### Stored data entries
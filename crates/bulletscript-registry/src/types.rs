//! Entity types and their float properties.
//!
//! Each script-visible type is bound to exactly one Rust type. Properties
//! are plain `fn` getter/setter pairs over that Rust type, erased behind
//! [`PropertyAccessor`] so the VM can call them through `&dyn Any`.
//!
//! # Global property indices
//!
//! Bytecode never names a type. `GetProperty`/`SetProperty` carry a
//! *global* index into the union of every registered property name, built
//! by [`TypeRegistry::update_property_mappings`]. Two types declaring
//! `speed` share one global index, so the same compiled body runs against
//! either.

use std::any::{Any, TypeId};
use std::fmt;
use std::marker::PhantomData;

use rustc_hash::FxHashMap;
use tracing::debug;

use bulletscript_core::{RegistrationError, RuntimeError};

/// Reads a float property from a concrete entity.
pub type PropertyGetter<T> = fn(&T) -> f32;

/// Writes a float property on a concrete entity.
pub type PropertySetter<T> = fn(&mut T, f32);

// ============================================================================
// Accessors
// ============================================================================

/// Type-erased getter/setter pair.
///
/// Returns `None`/`false` when the entity is not the bound Rust type.
pub trait PropertyAccessor: Send + Sync {
    /// Read the property.
    fn get(&self, entity: &dyn Any) -> Option<f32>;

    /// Write the property.
    fn set(&self, entity: &mut dyn Any, value: f32) -> bool;
}

struct TypedAccessor<T> {
    getter: PropertyGetter<T>,
    setter: PropertySetter<T>,
    _marker: PhantomData<fn(T)>,
}

impl<T: Any> PropertyAccessor for TypedAccessor<T> {
    fn get(&self, entity: &dyn Any) -> Option<f32> {
        entity.downcast_ref::<T>().map(self.getter)
    }

    fn set(&self, entity: &mut dyn Any, value: f32) -> bool {
        match entity.downcast_mut::<T>() {
            Some(entity) => {
                (self.setter)(entity, value);
                true
            }
            None => false,
        }
    }
}

// ============================================================================
// Definitions
// ============================================================================

/// A named float property bound on one type.
pub struct PropertyBinding {
    /// Property name.
    pub name: String,
    /// Position within the owning type.
    pub local_index: usize,
    /// Position in the global property table, once mappings are built.
    pub global_index: Option<usize>,
    accessor: Box<dyn PropertyAccessor>,
}

impl PropertyBinding {
    /// The erased accessor.
    pub fn accessor(&self) -> &dyn PropertyAccessor {
        self.accessor.as_ref()
    }
}

impl fmt::Debug for PropertyBinding {
    fn fmt(&self, f: &mut fmt::Formatter<'_>) -> fmt::Result {
        f.debug_struct("PropertyBinding")
            .field("name", &self.name)
            .field("local_index", &self.local_index)
            .field("global_index", &self.global_index)
            .finish_non_exhaustive()
    }
}

/// A registered entity type.
#[derive(Debug)]
pub struct TypeDefinition {
    /// Script-visible name.
    pub name: String,
    /// Registration order index.
    pub index: usize,
    type_id: TypeId,
    properties: Vec<PropertyBinding>,
    by_name: FxHashMap<String, usize>,
    global_to_local: FxHashMap<usize, usize>,
}

impl TypeDefinition {
    /// Properties in binding order.
    pub fn properties(&self) -> &[PropertyBinding] {
        &self.properties
    }

    /// Look up a property by name.
    pub fn property(&self, name: &str) -> Option<&PropertyBinding> {
        self.by_name.get(name).map(|&i| &self.properties[i])
    }

    /// Resolve a global property index to this type's binding.
    pub fn property_by_global(&self, global: usize) -> Option<&PropertyBinding> {
        self.global_to_local
            .get(&global)
            .map(|&local| &self.properties[local])
    }

    /// The bound Rust type.
    pub fn type_id(&self) -> TypeId {
        self.type_id
    }
}

// ============================================================================
// TypeRegistry
// ============================================================================

/// Registered entity types plus the global property table.
#[derive(Debug, Default)]
pub struct TypeRegistry {
    types: Vec<TypeDefinition>,
    by_name: FxHashMap<String, usize>,
    by_type_id: FxHashMap<TypeId, usize>,
    /// Union of all property names in registration order.
    property_names: Vec<String>,
    property_index: FxHashMap<String, usize>,
}

impl TypeRegistry {
    /// Create an empty registry.
    pub fn new() -> Self {
        Self::default()
    }

    /// Register Rust type `T` under a script-visible name.
    pub fn add_type<T: Any>(&mut self, name: &str) -> Result<usize, RegistrationError> {
        if self.by_name.contains_key(name) {
            return Err(RegistrationError::DuplicateType(name.to_string()));
        }
        let type_id = TypeId::of::<T>();
        if let Some(&existing) = self.by_type_id.get(&type_id) {
            return Err(RegistrationError::DuplicateRustType {
                existing: self.types[existing].name.clone(),
                name: name.to_string(),
            });
        }

        let index = self.types.len();
        self.types.push(TypeDefinition {
            name: name.to_string(),
            index,
            type_id,
            properties: Vec::new(),
            by_name: FxHashMap::default(),
            global_to_local: FxHashMap::default(),
        });
        self.by_name.insert(name.to_string(), index);
        self.by_type_id.insert(type_id, index);

        debug!(type_name = name, index, "registered entity type");
        Ok(index)
    }

    /// Bind a float property on a registered type, returning its local index.
    ///
    /// `T` must be the Rust type the name was registered with.
    pub fn add_property<T: Any>(
        &mut self,
        type_name: &str,
        name: &str,
        getter: PropertyGetter<T>,
        setter: PropertySetter<T>,
    ) -> Result<usize, RegistrationError> {
        let &type_index = self
            .by_name
            .get(type_name)
            .ok_or_else(|| RegistrationError::TypeNotFound(type_name.to_string()))?;
        let def = &mut self.types[type_index];

        if def.type_id != TypeId::of::<T>() {
            return Err(RegistrationError::AccessorTypeMismatch {
                type_name: type_name.to_string(),
                property: name.to_string(),
            });
        }
        if def.by_name.contains_key(name) {
            return Err(RegistrationError::DuplicateProperty {
                type_name: type_name.to_string(),
                property: name.to_string(),
            });
        }

        let local_index = def.properties.len();
        def.properties.push(PropertyBinding {
            name: name.to_string(),
            local_index,
            global_index: None,
            accessor: Box::new(TypedAccessor {
                getter,
                setter,
                _marker: PhantomData,
            }),
        });
        def.by_name.insert(name.to_string(), local_index);

        debug!(type_name, property = name, local_index, "bound property");
        Ok(local_index)
    }

    /// Rebuild the global property table.
    ///
    /// Must run after the last `add_property` and before compiling or
    /// interpreting anything that touches properties. Indices for names
    /// seen on earlier types never change.
    pub fn update_property_mappings(&mut self) {
        self.property_names.clear();
        self.property_index.clear();

        for def in &mut self.types {
            def.global_to_local.clear();
            for binding in &mut def.properties {
                let global = match self.property_index.get(&binding.name) {
                    Some(&global) => global,
                    None => {
                        let global = self.property_names.len();
                        self.property_names.push(binding.name.clone());
                        self.property_index.insert(binding.name.clone(), global);
                        global
                    }
                };
                binding.global_index = Some(global);
                def.global_to_local.insert(global, binding.local_index);
            }
        }

        debug!(
            properties = self.property_names.len(),
            types = self.types.len(),
            "rebuilt property mappings"
        );
    }

    /// Global index of a property name.
    pub fn global_property_index(&self, name: &str) -> Option<usize> {
        self.property_index.get(name).copied()
    }

    /// All property names, indexed by global index.
    pub fn property_names(&self) -> &[String] {
        &self.property_names
    }

    /// Look up a type by name.
    pub fn get_type(&self, name: &str) -> Option<&TypeDefinition> {
        self.by_name.get(name).map(|&i| &self.types[i])
    }

    /// Check if a type name is registered.
    pub fn contains_type(&self, name: &str) -> bool {
        self.by_name.contains_key(name)
    }

    /// The type definition bound to the entity's concrete Rust type.
    pub fn type_of(&self, entity: &dyn Any) -> Option<&TypeDefinition> {
        self.by_type_id
            .get(&Any::type_id(entity))
            .map(|&i| &self.types[i])
    }

    /// Number of registered types.
    pub fn type_count(&self) -> usize {
        self.types.len()
    }

    // ==========================================================================
    // Runtime access
    // ==========================================================================

    fn resolve(&self, entity: &dyn Any, global: usize) -> Result<&PropertyBinding, RuntimeError> {
        let name = self
            .property_names
            .get(global)
            .ok_or(RuntimeError::UnknownProperty(global))?;
        let def = self
            .type_of(entity)
            .ok_or(RuntimeError::UnregisteredEntityType)?;
        def.property_by_global(global)
            .ok_or_else(|| RuntimeError::PropertyNotOnType {
                type_name: def.name.clone(),
                property: name.clone(),
            })
    }

    /// Read the property at `global` from `entity`.
    pub fn get_property(&self, entity: &dyn Any, global: usize) -> Result<f32, RuntimeError> {
        let binding = self.resolve(entity, global)?;
        binding
            .accessor()
            .get(entity)
            .ok_or(RuntimeError::UnregisteredEntityType)
    }

    /// Write the property at `global` on `entity`.
    pub fn set_property(
        &self,
        entity: &mut dyn Any,
        global: usize,
        value: f32,
    ) -> Result<(), RuntimeError> {
        let binding = self.resolve(&*entity, global)?;
        if binding.accessor().set(entity, value) {
            Ok(())
        } else {
            Err(RuntimeError::UnregisteredEntityType)
        }
    }
}

#[cfg(test)]
mod tests {
    use super::*;

    #[derive(Debug, Default)]
    struct Bullet {
        x: f32,
        speed: f32,
    }

    #[derive(Debug, Default)]
    struct Emitter {
        speed: f32,
        angle: f32,
    }

    fn registry() -> TypeRegistry {
        let mut types = TypeRegistry::new();
        types.add_type::<Bullet>("bullet").unwrap();
        types.add_type::<Emitter>("emitter").unwrap();
        types
            .add_property::<Bullet>("bullet", "x", |b| b.x, |b, v| b.x = v)
            .unwrap();
        types
            .add_property::<Bullet>("bullet", "speed", |b| b.speed, |b, v| b.speed = v)
            .unwrap();
        types
            .add_property::<Emitter>("emitter", "angle", |e| e.angle, |e, v| e.angle = v)
            .unwrap();
        types
            .add_property::<Emitter>("emitter", "speed", |e| e.speed, |e, v| e.speed = v)
            .unwrap();
        types.update_property_mappings();
        types
    }

    #[test]
    fn global_indices_union_in_registration_order() {
        let types = registry();
        assert_eq!(types.property_names(), &["x", "speed", "angle"]);
        assert_eq!(types.global_property_index("speed"), Some(1));

        let emitter = types.get_type("emitter").unwrap();
        assert_eq!(emitter.property("speed").unwrap().local_index, 1);
        assert_eq!(emitter.property("speed").unwrap().global_index, Some(1));
    }

    #[test]
    fn shared_index_resolves_per_type() {
        let types = registry();
        let speed = types.global_property_index("speed").unwrap();

        let mut bullet = Bullet::default();
        let mut emitter = Emitter::default();
        types.set_property(&mut bullet, speed, 3.0).unwrap();
        types.set_property(&mut emitter, speed, 7.0).unwrap();

        assert_eq!(bullet.speed, 3.0);
        assert_eq!(emitter.speed, 7.0);
        assert_eq!(types.get_property(&emitter, speed), Ok(7.0));
    }

    #[test]
    fn property_missing_on_type() {
        let types = registry();
        let angle = types.global_property_index("angle").unwrap();
        let bullet = Bullet::default();

        assert!(matches!(
            types.get_property(&bullet, angle),
            Err(RuntimeError::PropertyNotOnType { .. })
        ));
        assert_eq!(
            types.get_property(&bullet, 99),
            Err(RuntimeError::UnknownProperty(99))
        );
        assert_eq!(
            types.get_property(&5.0_f32, angle),
            Err(RuntimeError::UnregisteredEntityType)
        );
    }

    #[test]
    fn duplicate_registrations_fail() {
        let mut types = registry();
        assert_eq!(
            types.add_type::<Bullet>("other"),
            Err(RegistrationError::DuplicateRustType {
                existing: "bullet".to_string(),
                name: "other".to_string()
            })
        );
        assert!(matches!(
            types.add_type::<u8>("bullet"),
            Err(RegistrationError::DuplicateType(_))
        ));
        assert!(matches!(
            types.add_property::<Bullet>("bullet", "x", |b| b.x, |b, v| b.x = v),
            Err(RegistrationError::DuplicateProperty { .. })
        ));
    }

    #[test]
    fn accessor_must_match_bound_type() {
        let mut types = registry();
        assert!(matches!(
            types.add_property::<Emitter>("bullet", "angle", |e| e.angle, |e, v| e.angle = v),
            Err(RegistrationError::AccessorTypeMismatch { .. })
        ));
        assert!(matches!(
            types.add_property::<Bullet>("ghost", "x", |b| b.x, |b, v| b.x = v),
            Err(RegistrationError::TypeNotFound(_))
        ));
    }
}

### PROBLEM STATEMENT
Bring together every line in the entries that holds the string "Look".

### YOUR SOLUTION
    /// Look up a property by name.
    /// Look up a type by name.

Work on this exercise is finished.